══ Material shown ══

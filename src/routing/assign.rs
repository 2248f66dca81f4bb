//! Workload-aware auto-assignment.
//!
//! Picks one owner for a ticket that already has a department. Agents are ranked by
//! primary flag, then open workload, then listing order. Departments without agents
//! fall back to their first admin, and departments without either stay unassigned.
//!
//! Decisions are point-in-time: two tickets assigned at nearly the same moment may
//! both see the same workload snapshot.

use std::{cmp::Reverse, collections::HashMap};

use serde::{Deserialize, Serialize};
use tracing::{info, instrument};

use crate::{
    base::types::{Res, StaffAssignment, StaffRole, Ticket},
    service::store::StoreClient,
};

/// How the assigner chooses among a department's agents.
#[derive(Debug, Clone, Copy, Default, PartialEq, Eq, Serialize, Deserialize)]
#[serde(rename_all = "snake_case")]
pub enum AssignmentStrategy {
    /// Primary agents first, then least loaded.
    #[default]
    Workload,
    /// `high`/`urgent` tickets go to a department admin first; everything else as `Workload`.
    PriorityEscalation,
    /// Rotate through agents using a per-department cursor kept in the store.
    RoundRobin,
}

/// Rank agents: primary first, then least open work, then original order.
///
/// Agents missing from `workloads` count as having no open tickets.
pub fn rank_agents<'a>(agents: &'a [StaffAssignment], workloads: &HashMap<String, u32>) -> Vec<&'a StaffAssignment> {
    let mut ranked = agents.iter().collect::<Vec<_>>();

    // `sort_by_key` is stable, which keeps listing order as the last tie-break.
    ranked.sort_by_key(|agent| (Reverse(agent.is_primary), workloads.get(&agent.staff_id).copied().unwrap_or(0)));

    ranked
}

/// The most preferred agent, if any.
pub fn select_agent(agents: &[StaffAssignment], workloads: &HashMap<String, u32>) -> Option<String> {
    rank_agents(agents, workloads).first().map(|agent| agent.staff_id.clone())
}

/// Auto-assigner for the application.
///
/// This is trivially cloneable and can be passed around without the need for `Arc` or `Mutex`.
#[derive(Clone)]
pub struct AutoAssigner {
    store: StoreClient,
    strategy: AssignmentStrategy,
}

impl AutoAssigner {
    pub fn new(store: StoreClient, strategy: AssignmentStrategy) -> Self {
        Self { store, strategy }
    }

    pub fn strategy(&self) -> AssignmentStrategy {
        self.strategy
    }

    /// Decide who should own `ticket`. `Ok(None)` means nobody is eligible.
    #[instrument(skip_all, fields(ticket = %ticket.id, department = %ticket.department))]
    pub async fn assign(&self, ticket: &Ticket) -> Res<Option<String>> {
        if self.strategy == AssignmentStrategy::PriorityEscalation && ticket.priority.is_escalated() {
            if let Some(admin) = self.first_admin(&ticket.department).await? {
                info!("Escalating {} ticket to department admin `{admin}`.", ticket.priority);
                return Ok(Some(admin));
            }
        }

        let agents = self.store.list_staff(&ticket.department, StaffRole::SupportAgent).await?;

        if agents.is_empty() {
            let admin = self.first_admin(&ticket.department).await?;

            match &admin {
                Some(admin) => info!("No support agents; assigning to department admin `{admin}`."),
                None => info!("No eligible staff; leaving ticket unassigned."),
            }

            return Ok(admin);
        }

        let selected = match self.strategy {
            AssignmentStrategy::RoundRobin => {
                let cursor = self.store.next_round_robin_cursor(&ticket.department).await?;
                let index = (cursor % agents.len() as u64) as usize;

                Some(agents[index].staff_id.clone())
            }
            AssignmentStrategy::Workload | AssignmentStrategy::PriorityEscalation => {
                let staff_ids = agents.iter().map(|agent| agent.staff_id.clone()).collect::<Vec<_>>();
                let mut workloads = self.store.open_workloads(&staff_ids).await?;

                // The ticket itself does not weigh against its current owner.
                if ticket.status.counts_toward_workload()
                    && let Some(owner) = &ticket.assigned_to
                    && let Some(count) = workloads.get_mut(owner)
                {
                    *count = count.saturating_sub(1);
                }

                select_agent(&agents, &workloads)
            }
        };

        if let Some(agent) = &selected {
            info!("Selected agent `{agent}` out of {} candidates.", agents.len());
        }

        Ok(selected)
    }

    /// Decide and persist the owner of `ticket`.
    #[instrument(skip_all, fields(ticket = %ticket.id))]
    pub async fn assign_and_record(&self, ticket: &Ticket) -> Res<Option<String>> {
        let assignee = self.assign(ticket).await?;

        if assignee.is_some() {
            self.store.set_ticket_assignee(&ticket.id, assignee.as_deref()).await?;
        }

        Ok(assignee)
    }

    async fn first_admin(&self, department: &str) -> Res<Option<String>> {
        let admins = self.store.list_staff(department, StaffRole::DepartmentAdmin).await?;

        Ok(admins.into_iter().next().map(|admin| admin.staff_id))
    }
}

// Tests.

#[cfg(test)]
mod tests {
    use chrono::Utc;

    use super::*;
    use crate::base::types::{Priority, TicketStatus};

    const RV: &str = "Residential Village (RV)";

    fn agent(staff_id: &str, is_primary: bool) -> StaffAssignment {
        staff(staff_id, StaffRole::SupportAgent, is_primary)
    }

    fn staff(staff_id: &str, role: StaffRole, is_primary: bool) -> StaffAssignment {
        StaffAssignment {
            staff_id: staff_id.to_string(),
            department: RV.to_string(),
            role,
            is_primary,
        }
    }

    fn ticket(id: &str, priority: Priority, status: TicketStatus, assigned_to: Option<&str>) -> Ticket {
        Ticket {
            id: id.to_string(),
            title: "Aircon".to_string(),
            description: String::new(),
            department: RV.to_string(),
            priority,
            category: "Accommodation".to_string(),
            status,
            assigned_to: assigned_to.map(str::to_string),
            created_at: Utc::now(),
        }
    }

    fn workloads(pairs: &[(&str, u32)]) -> HashMap<String, u32> {
        pairs.iter().map(|(id, count)| (id.to_string(), *count)).collect()
    }

    async fn store_with(staff: &[StaffAssignment], tickets: &[Ticket]) -> StoreClient {
        let store = StoreClient::memory();

        for assignment in staff {
            store.add_staff_assignment(assignment).await.unwrap();
        }

        for ticket in tickets {
            store.create_ticket(ticket).await.unwrap();
        }

        store
    }

    #[test]
    fn primary_beats_lower_workload() {
        let agents = vec![agent("a", false), agent("b", true)];

        assert_eq!(select_agent(&agents, &workloads(&[("a", 1), ("b", 3)])), Some("b".to_string()));
    }

    #[test]
    fn primary_wins_ties_regardless_of_order() {
        let loads = workloads(&[("a", 2), ("b", 2)]);

        assert_eq!(select_agent(&[agent("a", false), agent("b", true)], &loads), Some("b".to_string()));
        assert_eq!(select_agent(&[agent("b", true), agent("a", false)], &loads), Some("b".to_string()));
    }

    #[test]
    fn least_loaded_wins_among_equals() {
        let agents = vec![agent("a", false), agent("b", false), agent("c", false)];

        assert_eq!(select_agent(&agents, &workloads(&[("a", 4), ("b", 0), ("c", 2)])), Some("b".to_string()));
    }

    #[test]
    fn full_ties_keep_listing_order() {
        let agents = vec![agent("x", true), agent("y", true), agent("z", false)];
        let ranked = rank_agents(&agents, &HashMap::new()).into_iter().map(|a| a.staff_id.as_str()).collect::<Vec<_>>();

        assert_eq!(ranked, vec!["x", "y", "z"]);
    }

    #[test]
    fn selection_is_deterministic() {
        let agents = vec![agent("a", false), agent("b", false), agent("c", true), agent("d", true)];
        let loads = workloads(&[("a", 0), ("c", 5), ("d", 5)]);

        let first = select_agent(&agents, &loads);

        for _ in 0..10 {
            assert_eq!(select_agent(&agents, &loads), first);
        }
        assert_eq!(first, Some("c".to_string()));
    }

    #[test]
    fn no_agents_selects_nobody() {
        assert_eq!(select_agent(&[], &HashMap::new()), None);
    }

    #[tokio::test]
    async fn empty_department_is_unassigned() {
        let store = store_with(&[], &[]).await;
        let assigner = AutoAssigner::new(store, AssignmentStrategy::Workload);

        let result = assigner.assign(&ticket("t1", Priority::Medium, TicketStatus::Open, None)).await.unwrap();

        assert_eq!(result, None);
    }

    #[tokio::test]
    async fn admin_is_used_when_there_are_no_agents() {
        let store = store_with(&[staff("boss", StaffRole::DepartmentAdmin, false), staff("deputy", StaffRole::DepartmentAdmin, true)], &[]).await;
        let assigner = AutoAssigner::new(store, AssignmentStrategy::Workload);

        let result = assigner.assign(&ticket("t1", Priority::Low, TicketStatus::Open, None)).await.unwrap();

        assert_eq!(result, Some("boss".to_string()));
    }

    #[tokio::test]
    async fn workload_ignores_closed_tickets() {
        let tickets = [
            ticket("t1", Priority::Medium, TicketStatus::Open, Some("a")),
            ticket("t2", Priority::Medium, TicketStatus::Resolved, Some("b")),
            ticket("t3", Priority::Medium, TicketStatus::Closed, Some("b")),
            ticket("t4", Priority::Medium, TicketStatus::Escalated, Some("b")),
        ];
        let store = store_with(&[agent("a", false), agent("b", false)], &tickets).await;
        let assigner = AutoAssigner::new(store, AssignmentStrategy::Workload);

        let result = assigner.assign(&ticket("t5", Priority::Medium, TicketStatus::Open, None)).await.unwrap();

        assert_eq!(result, Some("b".to_string()));
    }

    #[tokio::test]
    async fn escalation_prefers_admin_for_urgent_tickets() {
        let store = store_with(&[agent("a", true), staff("boss", StaffRole::DepartmentAdmin, false)], &[]).await;
        let assigner = AutoAssigner::new(store, AssignmentStrategy::PriorityEscalation);

        let urgent = assigner.assign(&ticket("t1", Priority::Urgent, TicketStatus::Open, None)).await.unwrap();
        let high = assigner.assign(&ticket("t2", Priority::High, TicketStatus::Open, None)).await.unwrap();
        let medium = assigner.assign(&ticket("t3", Priority::Medium, TicketStatus::Open, None)).await.unwrap();

        assert_eq!(urgent, Some("boss".to_string()));
        assert_eq!(high, Some("boss".to_string()));
        assert_eq!(medium, Some("a".to_string()));
    }

    #[tokio::test]
    async fn escalation_without_admin_uses_agents() {
        let store = store_with(&[agent("a", false)], &[]).await;
        let assigner = AutoAssigner::new(store, AssignmentStrategy::PriorityEscalation);

        let result = assigner.assign(&ticket("t1", Priority::Urgent, TicketStatus::Open, None)).await.unwrap();

        assert_eq!(result, Some("a".to_string()));
    }

    #[tokio::test]
    async fn workload_strategy_ignores_priority() {
        let store = store_with(&[agent("a", false), staff("boss", StaffRole::DepartmentAdmin, false)], &[]).await;
        let assigner = AutoAssigner::new(store, AssignmentStrategy::Workload);

        let result = assigner.assign(&ticket("t1", Priority::Urgent, TicketStatus::Open, None)).await.unwrap();

        assert_eq!(result, Some("a".to_string()));
    }

    #[tokio::test]
    async fn round_robin_cycles_through_agents() {
        let store = store_with(&[agent("a", false), agent("b", true), agent("c", false)], &[]).await;
        let assigner = AutoAssigner::new(store, AssignmentStrategy::RoundRobin);

        let mut picks = Vec::new();
        for i in 0..4 {
            let t = ticket(&format!("t{i}"), Priority::Medium, TicketStatus::Open, None);
            picks.push(assigner.assign(&t).await.unwrap().unwrap());
        }

        assert_eq!(picks, vec!["a", "b", "c", "a"]);
    }

    #[tokio::test]
    async fn reassignment_keeps_the_current_owner_on_equal_load() {
        let store = store_with(&[agent("a", false), agent("b", false)], &[ticket("t1", Priority::Medium, TicketStatus::Open, None)]).await;
        let assigner = AutoAssigner::new(store.clone(), AssignmentStrategy::Workload);

        let mut picks = Vec::new();
        for _ in 0..3 {
            let t1 = store.get_ticket("t1").await.unwrap().unwrap();
            picks.push(assigner.assign_and_record(&t1).await.unwrap().unwrap());
        }

        assert_eq!(picks, vec!["a", "a", "a"]);
    }

    #[tokio::test]
    async fn reassignment_moves_away_from_a_busier_owner() {
        let store = store_with(&[agent("a", false), agent("b", false)], &[ticket("t1", Priority::Medium, TicketStatus::Open, Some("a"))]).await;
        let assigner = AutoAssigner::new(store.clone(), AssignmentStrategy::Workload);

        let t1 = store.get_ticket("t1").await.unwrap().unwrap();
        assert_eq!(assigner.assign(&t1).await.unwrap(), Some("a".to_string()));

        store.create_ticket(&ticket("t2", Priority::Medium, TicketStatus::Open, Some("a"))).await.unwrap();
        assert_eq!(assigner.assign(&t1).await.unwrap(), Some("b".to_string()));
    }

    #[tokio::test]
    async fn assign_and_record_persists_the_assignee() {
        let store = store_with(&[agent("a", false)], &[ticket("t1", Priority::Medium, TicketStatus::Open, None)]).await;
        let assigner = AutoAssigner::new(store.clone(), AssignmentStrategy::Workload);

        let t1 = store.get_ticket("t1").await.unwrap().unwrap();
        let assignee = assigner.assign_and_record(&t1).await.unwrap();

        assert_eq!(assignee, Some("a".to_string()));
        assert_eq!(store.get_ticket("t1").await.unwrap().unwrap().assigned_to, Some("a".to_string()));
    }
}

═══

Return all lines from the material that contain "serde".

## Problem solution
use serde::{Deserialize, Serialize};
#[serde(rename_all = "snake_case")]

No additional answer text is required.